Problem statement: The stretch wanted below opens at the line containing "assert_eq!(r.gre_aw, Some(4.5));" and closes at the line containing "assert_eq!(michigan.decision, Decision::Rejected);". Please return it exactly, with no other lines.

-------- Given data

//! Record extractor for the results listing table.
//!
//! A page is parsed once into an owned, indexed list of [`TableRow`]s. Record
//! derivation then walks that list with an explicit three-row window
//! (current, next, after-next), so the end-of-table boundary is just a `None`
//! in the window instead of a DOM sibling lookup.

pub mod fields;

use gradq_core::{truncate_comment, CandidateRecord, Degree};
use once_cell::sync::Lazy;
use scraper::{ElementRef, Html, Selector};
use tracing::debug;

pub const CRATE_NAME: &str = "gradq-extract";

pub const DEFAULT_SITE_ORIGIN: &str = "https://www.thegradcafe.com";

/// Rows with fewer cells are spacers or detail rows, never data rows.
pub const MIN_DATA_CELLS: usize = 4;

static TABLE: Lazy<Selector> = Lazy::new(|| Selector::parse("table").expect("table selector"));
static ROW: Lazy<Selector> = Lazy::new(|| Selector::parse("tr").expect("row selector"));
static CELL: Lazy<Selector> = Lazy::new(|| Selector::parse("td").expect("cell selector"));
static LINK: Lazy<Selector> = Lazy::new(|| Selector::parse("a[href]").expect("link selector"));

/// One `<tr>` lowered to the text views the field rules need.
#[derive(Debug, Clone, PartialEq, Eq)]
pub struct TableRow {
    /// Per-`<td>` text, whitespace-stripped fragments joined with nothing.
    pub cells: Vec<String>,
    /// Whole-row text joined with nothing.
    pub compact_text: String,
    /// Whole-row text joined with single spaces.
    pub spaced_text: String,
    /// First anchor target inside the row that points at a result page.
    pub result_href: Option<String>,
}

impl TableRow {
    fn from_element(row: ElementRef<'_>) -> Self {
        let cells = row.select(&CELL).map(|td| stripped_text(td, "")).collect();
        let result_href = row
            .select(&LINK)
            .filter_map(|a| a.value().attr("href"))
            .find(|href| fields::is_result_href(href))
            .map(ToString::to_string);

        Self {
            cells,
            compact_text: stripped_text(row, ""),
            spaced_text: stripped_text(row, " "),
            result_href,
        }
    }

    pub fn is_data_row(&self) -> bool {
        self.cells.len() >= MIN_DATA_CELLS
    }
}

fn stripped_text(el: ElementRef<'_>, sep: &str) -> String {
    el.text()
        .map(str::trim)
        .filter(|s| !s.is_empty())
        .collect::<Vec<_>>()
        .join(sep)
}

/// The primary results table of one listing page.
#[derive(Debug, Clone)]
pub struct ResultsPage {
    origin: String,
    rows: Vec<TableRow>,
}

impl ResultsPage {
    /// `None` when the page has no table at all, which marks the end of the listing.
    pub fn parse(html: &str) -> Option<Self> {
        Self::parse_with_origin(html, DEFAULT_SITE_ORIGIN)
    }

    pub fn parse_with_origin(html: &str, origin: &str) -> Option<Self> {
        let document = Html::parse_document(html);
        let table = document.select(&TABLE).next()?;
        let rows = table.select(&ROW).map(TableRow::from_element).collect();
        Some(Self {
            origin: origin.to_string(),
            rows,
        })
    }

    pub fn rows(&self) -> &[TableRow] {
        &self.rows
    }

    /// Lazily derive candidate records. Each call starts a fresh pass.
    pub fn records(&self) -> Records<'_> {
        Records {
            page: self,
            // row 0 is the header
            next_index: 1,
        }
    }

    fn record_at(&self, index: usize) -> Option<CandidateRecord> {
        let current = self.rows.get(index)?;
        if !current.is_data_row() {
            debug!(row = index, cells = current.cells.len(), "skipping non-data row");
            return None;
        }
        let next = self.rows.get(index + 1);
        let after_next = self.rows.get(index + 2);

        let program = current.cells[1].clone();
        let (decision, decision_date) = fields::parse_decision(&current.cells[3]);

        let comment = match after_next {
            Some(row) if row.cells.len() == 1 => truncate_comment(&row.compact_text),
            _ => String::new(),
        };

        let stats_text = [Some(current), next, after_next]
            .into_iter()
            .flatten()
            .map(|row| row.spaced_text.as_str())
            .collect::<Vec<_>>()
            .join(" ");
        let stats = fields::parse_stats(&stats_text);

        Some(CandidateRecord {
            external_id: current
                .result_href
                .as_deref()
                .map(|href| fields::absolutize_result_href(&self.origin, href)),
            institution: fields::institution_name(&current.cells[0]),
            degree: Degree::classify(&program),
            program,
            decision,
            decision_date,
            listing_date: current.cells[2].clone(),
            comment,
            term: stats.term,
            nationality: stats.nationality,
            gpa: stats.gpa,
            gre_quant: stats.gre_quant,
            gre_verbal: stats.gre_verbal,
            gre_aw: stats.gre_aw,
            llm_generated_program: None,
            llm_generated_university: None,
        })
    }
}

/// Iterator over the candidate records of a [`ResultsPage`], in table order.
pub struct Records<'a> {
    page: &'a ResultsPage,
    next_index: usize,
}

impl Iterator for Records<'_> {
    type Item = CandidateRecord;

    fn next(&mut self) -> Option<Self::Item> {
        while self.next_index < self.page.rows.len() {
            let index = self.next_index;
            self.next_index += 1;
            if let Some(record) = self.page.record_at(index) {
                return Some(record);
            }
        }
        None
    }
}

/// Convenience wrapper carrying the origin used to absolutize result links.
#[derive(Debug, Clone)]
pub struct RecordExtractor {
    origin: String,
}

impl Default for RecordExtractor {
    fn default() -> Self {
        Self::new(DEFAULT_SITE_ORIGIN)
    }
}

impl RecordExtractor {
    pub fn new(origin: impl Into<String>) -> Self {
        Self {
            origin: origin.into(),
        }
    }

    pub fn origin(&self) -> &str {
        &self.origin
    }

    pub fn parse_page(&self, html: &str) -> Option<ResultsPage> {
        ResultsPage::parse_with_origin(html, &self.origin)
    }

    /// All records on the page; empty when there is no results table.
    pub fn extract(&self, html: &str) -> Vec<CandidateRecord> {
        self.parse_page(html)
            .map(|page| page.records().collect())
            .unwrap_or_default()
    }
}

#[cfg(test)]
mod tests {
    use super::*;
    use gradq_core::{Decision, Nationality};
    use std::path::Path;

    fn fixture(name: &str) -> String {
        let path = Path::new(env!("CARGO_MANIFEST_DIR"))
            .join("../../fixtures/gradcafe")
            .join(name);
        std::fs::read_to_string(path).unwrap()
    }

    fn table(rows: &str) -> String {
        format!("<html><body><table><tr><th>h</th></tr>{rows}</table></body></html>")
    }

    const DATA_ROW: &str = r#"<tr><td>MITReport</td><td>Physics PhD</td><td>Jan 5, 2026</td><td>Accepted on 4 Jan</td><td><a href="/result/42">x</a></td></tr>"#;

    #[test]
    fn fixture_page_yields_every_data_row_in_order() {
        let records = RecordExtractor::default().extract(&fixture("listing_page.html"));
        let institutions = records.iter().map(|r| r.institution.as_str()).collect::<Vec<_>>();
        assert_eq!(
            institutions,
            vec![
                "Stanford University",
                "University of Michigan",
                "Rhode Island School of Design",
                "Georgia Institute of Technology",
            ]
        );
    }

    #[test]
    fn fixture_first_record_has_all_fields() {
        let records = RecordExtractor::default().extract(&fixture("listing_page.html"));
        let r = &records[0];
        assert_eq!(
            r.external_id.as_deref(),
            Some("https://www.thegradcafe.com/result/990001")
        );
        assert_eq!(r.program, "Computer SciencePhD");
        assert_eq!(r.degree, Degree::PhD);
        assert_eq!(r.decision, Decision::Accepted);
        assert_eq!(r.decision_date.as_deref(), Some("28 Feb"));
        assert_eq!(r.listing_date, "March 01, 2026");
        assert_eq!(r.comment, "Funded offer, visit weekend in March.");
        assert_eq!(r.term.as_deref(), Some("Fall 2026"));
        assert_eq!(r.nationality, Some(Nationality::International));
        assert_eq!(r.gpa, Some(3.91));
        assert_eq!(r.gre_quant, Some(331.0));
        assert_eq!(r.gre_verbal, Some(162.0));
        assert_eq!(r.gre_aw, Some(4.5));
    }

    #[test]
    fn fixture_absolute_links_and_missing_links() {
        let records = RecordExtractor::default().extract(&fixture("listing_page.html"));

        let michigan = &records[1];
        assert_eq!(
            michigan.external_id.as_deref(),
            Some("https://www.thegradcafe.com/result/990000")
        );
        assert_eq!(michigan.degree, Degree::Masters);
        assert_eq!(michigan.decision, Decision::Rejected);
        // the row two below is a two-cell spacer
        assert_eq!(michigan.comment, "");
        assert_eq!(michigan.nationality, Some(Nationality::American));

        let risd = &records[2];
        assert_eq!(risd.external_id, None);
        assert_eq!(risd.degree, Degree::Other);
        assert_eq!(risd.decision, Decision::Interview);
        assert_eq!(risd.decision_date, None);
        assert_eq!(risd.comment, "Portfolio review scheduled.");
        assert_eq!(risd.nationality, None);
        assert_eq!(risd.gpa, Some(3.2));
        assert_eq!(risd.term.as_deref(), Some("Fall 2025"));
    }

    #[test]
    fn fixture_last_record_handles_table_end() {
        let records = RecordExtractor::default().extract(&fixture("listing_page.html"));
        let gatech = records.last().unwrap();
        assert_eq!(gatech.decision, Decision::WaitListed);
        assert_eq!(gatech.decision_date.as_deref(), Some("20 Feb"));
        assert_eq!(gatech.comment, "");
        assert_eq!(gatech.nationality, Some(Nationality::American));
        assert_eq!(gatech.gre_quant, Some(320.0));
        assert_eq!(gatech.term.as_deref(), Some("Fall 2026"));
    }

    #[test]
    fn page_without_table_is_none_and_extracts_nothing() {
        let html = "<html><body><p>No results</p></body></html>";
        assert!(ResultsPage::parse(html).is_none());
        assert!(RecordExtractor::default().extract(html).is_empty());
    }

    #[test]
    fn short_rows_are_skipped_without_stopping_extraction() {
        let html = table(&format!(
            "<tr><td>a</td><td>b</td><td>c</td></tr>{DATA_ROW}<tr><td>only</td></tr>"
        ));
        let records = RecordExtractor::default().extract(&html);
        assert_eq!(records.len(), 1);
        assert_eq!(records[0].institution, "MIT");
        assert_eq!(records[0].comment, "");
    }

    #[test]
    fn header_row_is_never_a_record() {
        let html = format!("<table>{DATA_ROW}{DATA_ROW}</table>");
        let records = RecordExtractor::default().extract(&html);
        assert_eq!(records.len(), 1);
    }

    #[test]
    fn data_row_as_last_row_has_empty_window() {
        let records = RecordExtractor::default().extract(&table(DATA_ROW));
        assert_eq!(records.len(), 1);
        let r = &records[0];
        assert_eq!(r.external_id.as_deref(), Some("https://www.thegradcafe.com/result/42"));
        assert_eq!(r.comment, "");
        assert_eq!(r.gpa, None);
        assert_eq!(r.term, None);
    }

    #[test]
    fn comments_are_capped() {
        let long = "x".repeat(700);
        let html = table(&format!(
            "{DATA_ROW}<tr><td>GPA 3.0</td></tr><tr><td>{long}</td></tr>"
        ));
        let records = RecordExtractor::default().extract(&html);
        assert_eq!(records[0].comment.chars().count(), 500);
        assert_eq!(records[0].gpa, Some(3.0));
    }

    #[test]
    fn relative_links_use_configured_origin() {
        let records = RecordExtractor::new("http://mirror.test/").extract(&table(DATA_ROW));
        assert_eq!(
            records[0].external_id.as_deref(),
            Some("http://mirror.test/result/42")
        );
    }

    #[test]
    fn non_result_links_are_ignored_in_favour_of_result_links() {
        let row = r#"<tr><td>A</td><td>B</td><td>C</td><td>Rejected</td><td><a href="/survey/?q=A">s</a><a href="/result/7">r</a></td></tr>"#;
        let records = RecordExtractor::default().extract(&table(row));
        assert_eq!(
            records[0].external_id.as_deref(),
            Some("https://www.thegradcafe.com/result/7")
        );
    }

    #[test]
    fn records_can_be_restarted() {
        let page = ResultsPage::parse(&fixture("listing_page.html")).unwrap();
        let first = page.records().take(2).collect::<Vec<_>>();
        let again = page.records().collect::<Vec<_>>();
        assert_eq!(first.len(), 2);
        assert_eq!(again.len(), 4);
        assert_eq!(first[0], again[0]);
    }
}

----------------

Written response:
        assert_eq!(r.gre_aw, Some(4.5));
    }

    #[test]
    fn fixture_absolute_links_and_missing_links() {
        let records = RecordExtractor::default().extract(&fixture("listing_page.html"));

        let michigan = &records[1];
        assert_eq!(
            michigan.external_id.as_deref(),
            Some("https://www.thegradcafe.com/result/990000")
        );
        assert_eq!(michigan.degree, Degree::Masters);
        assert_eq!(michigan.decision, Decision::Rejected);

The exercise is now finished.